Your assignment => Transcribe the data below verbatim from the line with "failed on socket" to the line with "idle_timeout: Duration::from_secs(30 *". Include both of those lines.

Entries shown =>

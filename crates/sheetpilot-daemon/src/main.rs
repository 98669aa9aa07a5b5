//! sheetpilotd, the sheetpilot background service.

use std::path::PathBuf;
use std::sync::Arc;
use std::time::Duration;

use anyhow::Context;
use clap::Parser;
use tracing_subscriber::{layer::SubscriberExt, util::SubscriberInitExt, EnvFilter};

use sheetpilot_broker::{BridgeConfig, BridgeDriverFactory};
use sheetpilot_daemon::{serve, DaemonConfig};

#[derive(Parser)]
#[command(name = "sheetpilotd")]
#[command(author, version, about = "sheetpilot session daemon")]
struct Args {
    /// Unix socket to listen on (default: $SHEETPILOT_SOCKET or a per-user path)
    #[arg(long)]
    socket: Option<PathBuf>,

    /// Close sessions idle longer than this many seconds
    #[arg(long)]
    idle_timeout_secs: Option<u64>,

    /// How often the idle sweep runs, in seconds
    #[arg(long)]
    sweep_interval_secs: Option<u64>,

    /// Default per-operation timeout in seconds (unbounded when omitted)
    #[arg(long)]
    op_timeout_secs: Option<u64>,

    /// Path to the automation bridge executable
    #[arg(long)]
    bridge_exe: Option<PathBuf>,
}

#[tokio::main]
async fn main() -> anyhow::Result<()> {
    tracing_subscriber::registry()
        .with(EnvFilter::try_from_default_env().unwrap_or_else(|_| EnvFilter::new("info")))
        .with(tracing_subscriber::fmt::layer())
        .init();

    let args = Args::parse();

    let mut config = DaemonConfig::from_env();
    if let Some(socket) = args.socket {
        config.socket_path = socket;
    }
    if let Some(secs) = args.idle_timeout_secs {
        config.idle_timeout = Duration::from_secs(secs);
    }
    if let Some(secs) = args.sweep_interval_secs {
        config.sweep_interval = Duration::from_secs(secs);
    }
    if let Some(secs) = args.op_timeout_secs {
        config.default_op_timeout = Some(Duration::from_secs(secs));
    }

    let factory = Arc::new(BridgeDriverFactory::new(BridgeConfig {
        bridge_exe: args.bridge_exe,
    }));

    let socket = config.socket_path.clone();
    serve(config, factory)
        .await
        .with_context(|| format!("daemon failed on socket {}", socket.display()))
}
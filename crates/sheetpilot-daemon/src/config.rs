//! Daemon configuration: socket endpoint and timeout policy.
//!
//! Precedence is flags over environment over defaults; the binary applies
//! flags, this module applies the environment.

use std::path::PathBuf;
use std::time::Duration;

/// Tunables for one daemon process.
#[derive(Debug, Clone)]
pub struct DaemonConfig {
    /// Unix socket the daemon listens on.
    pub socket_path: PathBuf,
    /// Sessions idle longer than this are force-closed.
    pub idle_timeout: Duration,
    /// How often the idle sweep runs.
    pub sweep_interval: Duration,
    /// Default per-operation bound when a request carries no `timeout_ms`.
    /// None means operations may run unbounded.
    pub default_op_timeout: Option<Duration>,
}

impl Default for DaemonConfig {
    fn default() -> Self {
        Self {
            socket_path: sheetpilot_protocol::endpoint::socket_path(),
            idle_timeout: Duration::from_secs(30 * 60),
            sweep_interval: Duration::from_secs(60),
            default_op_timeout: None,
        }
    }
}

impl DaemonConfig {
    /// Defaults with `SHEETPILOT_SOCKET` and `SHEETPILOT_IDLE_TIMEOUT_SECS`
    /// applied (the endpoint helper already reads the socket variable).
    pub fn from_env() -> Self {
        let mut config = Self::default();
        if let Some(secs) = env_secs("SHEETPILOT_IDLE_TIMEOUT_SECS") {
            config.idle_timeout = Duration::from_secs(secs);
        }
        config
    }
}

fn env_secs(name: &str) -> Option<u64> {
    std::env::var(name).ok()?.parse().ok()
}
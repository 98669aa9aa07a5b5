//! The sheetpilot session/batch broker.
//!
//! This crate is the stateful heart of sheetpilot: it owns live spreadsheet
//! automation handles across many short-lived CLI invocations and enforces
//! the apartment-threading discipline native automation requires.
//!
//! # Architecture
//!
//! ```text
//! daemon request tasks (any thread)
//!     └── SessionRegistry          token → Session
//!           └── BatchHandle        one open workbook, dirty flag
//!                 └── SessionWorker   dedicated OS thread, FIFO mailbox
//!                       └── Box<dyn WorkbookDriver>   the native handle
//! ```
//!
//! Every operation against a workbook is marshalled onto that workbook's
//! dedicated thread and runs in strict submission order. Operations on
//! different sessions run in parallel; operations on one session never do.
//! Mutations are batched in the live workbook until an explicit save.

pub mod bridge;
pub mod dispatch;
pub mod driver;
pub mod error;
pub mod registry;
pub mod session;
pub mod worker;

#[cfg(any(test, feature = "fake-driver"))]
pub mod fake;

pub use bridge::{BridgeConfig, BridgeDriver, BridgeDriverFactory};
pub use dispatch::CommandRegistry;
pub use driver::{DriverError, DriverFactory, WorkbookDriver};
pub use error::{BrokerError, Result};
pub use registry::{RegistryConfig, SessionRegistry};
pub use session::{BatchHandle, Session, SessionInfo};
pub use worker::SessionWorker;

Exercise answer =>
        .with_context(|| format!("daemon failed on socket {}", socket.display()))
}
filename crates/sheetpilot-daemon/src/config.rs
//! Daemon configuration: socket endpoint and timeout policy.
//!
//! Precedence is flags over environment over defaults; the binary applies
//! flags, this module applies the environment.

use std::path::PathBuf;
use std::time::Duration;

/// Tunables for one daemon process.
#[derive(Debug, Clone)]
pub struct DaemonConfig {
    /// Unix socket the daemon listens on.
    pub socket_path: PathBuf,
    /// Sessions idle longer than this are force-closed.
    pub idle_timeout: Duration,
    /// How often the idle sweep runs.
    pub sweep_interval: Duration,
    /// Default per-operation bound when a request carries no `timeout_ms`.
    /// None means operations may run unbounded.
    pub default_op_timeout: Option<Duration>,
}

impl Default for DaemonConfig {
    fn default() -> Self {
        Self {
            socket_path: sheetpilot_protocol::endpoint::socket_path(),
            idle_timeout: Duration::from_secs(30 * 60),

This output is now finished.